Lea shook her head. She knew this wasn’t true, but all she said was: “You’re back.”

Her father stopped stirring. “How are you?” he asked. The smile was gone now. It was a serious question.

“I’m—” The word caught in her throat, a tickle, a blockage, but she forced it out with a cough. “I’m fine,” she said. Her voice was measured and calm, no different from when she was giving a presentation at work, talking through compound growth rates and kidney forward curves. But a pressure was building behind Lea’s eyes, spreading to the upper reaches of her nose, the back of her throat. It took her a few seconds to recognize the feeling.

Lea hadn’t cried in decades, and she wasn’t about to start now. She looked away from her father, staring instead at the street outside, where the thick flow of human traffic carried on reassuringly. People talking and pushing and walking, all with the same smooth faces, the same upright gaits. A patchwork of browns and grays and blacks. It seemed everyone was wearing the same fall coat. Suddenly, she longed for summer, the only time of year when the streets erupted in color and sweat.

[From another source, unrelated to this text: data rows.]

use crate::config::ColumnDefinition;

/// The host schema API the behavior registers its coordinate columns with.
pub trait SchemaRegistry {
    /// Registers a column. `declaration` is `name` or `name as alias`.
    fn has_column(&mut self, declaration: &str, column: &ColumnDefinition);
}

/// Columns registered on one entity table, in registration order.
#[derive(Debug, Clone, Default, PartialEq, Eq)]
pub struct TableDefinition {
    columns: Vec<(String, ColumnDefinition)>,
}

impl TableDefinition {
    pub fn new() -> Self {
        Self::default()
    }

    pub fn columns(&self) -> &[(String, ColumnDefinition)] {
        &self.columns
    }

    pub fn column(&self, name: &str) -> Option<&ColumnDefinition> {
        self.columns
            .iter()
            .find(|(_, c)| c.name == name)
            .map(|(_, c)| c)
    }

    /// Column definitions as SQL, e.g. `latitude DOUBLE(16, 10)`.
    pub fn column_sql(&self) -> Vec<String> {
        self.columns
            .iter()
            .map(|(_, c)| {
                format!(
                    "{} {}({}, {})",
                    c.name,
                    c.column_type.to_uppercase(),
                    c.length,
                    c.scale
                )
            })
            .collect()
    }
}

impl SchemaRegistry for TableDefinition {
    fn has_column(&mut self, declaration: &str, column: &ColumnDefinition) {
        // Re-registering a column replaces it.
        self.columns.retain(|(_, c)| c.name != column.name);
        self.columns.push((declaration.to_string(), column.clone()));
    }
}

#[cfg(test)]
mod tests {
    use super::*;

    #[test]
    fn registration_replaces_same_name() {
        let mut table = TableDefinition::new();
        table.has_column("latitude", &ColumnDefinition::double("latitude"));
        let mut aliased = ColumnDefinition::double("latitude");
        aliased.alias = Some("lat".to_string());
        table.has_column(&aliased.declaration(), &aliased);

        assert_eq!(table.columns().len(), 1);
        assert_eq!(table.columns()[0].0, "latitude as lat");
        assert_eq!(table.column_sql(), vec!["latitude DOUBLE(16, 10)"]);
    }
}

“I was worried sick. When you dashed out like that across the road. At first, of course, I didn’t realize it was you. What were the odds? But when I saw you—even with all the people crowding around, I knew. I’d recognize my Lea anywhere.”

The lump in her throat grew. Like I recognized you, she thought.

His eyes traced some invisible pattern in her face, one feature to another. “I’m not used to you being an adult.” Her father grinned, revealing teeth that were faintly yellow, their edges jagged and ground down. She hadn’t seen teeth like that in decades. Was this how everyone’s teeth used to look? “Little Lea. Somehow I expected you to still be that little girl with the big, round eyes. Always quiet, always watching. Planning for world domination. Terrifying all the other children at school.”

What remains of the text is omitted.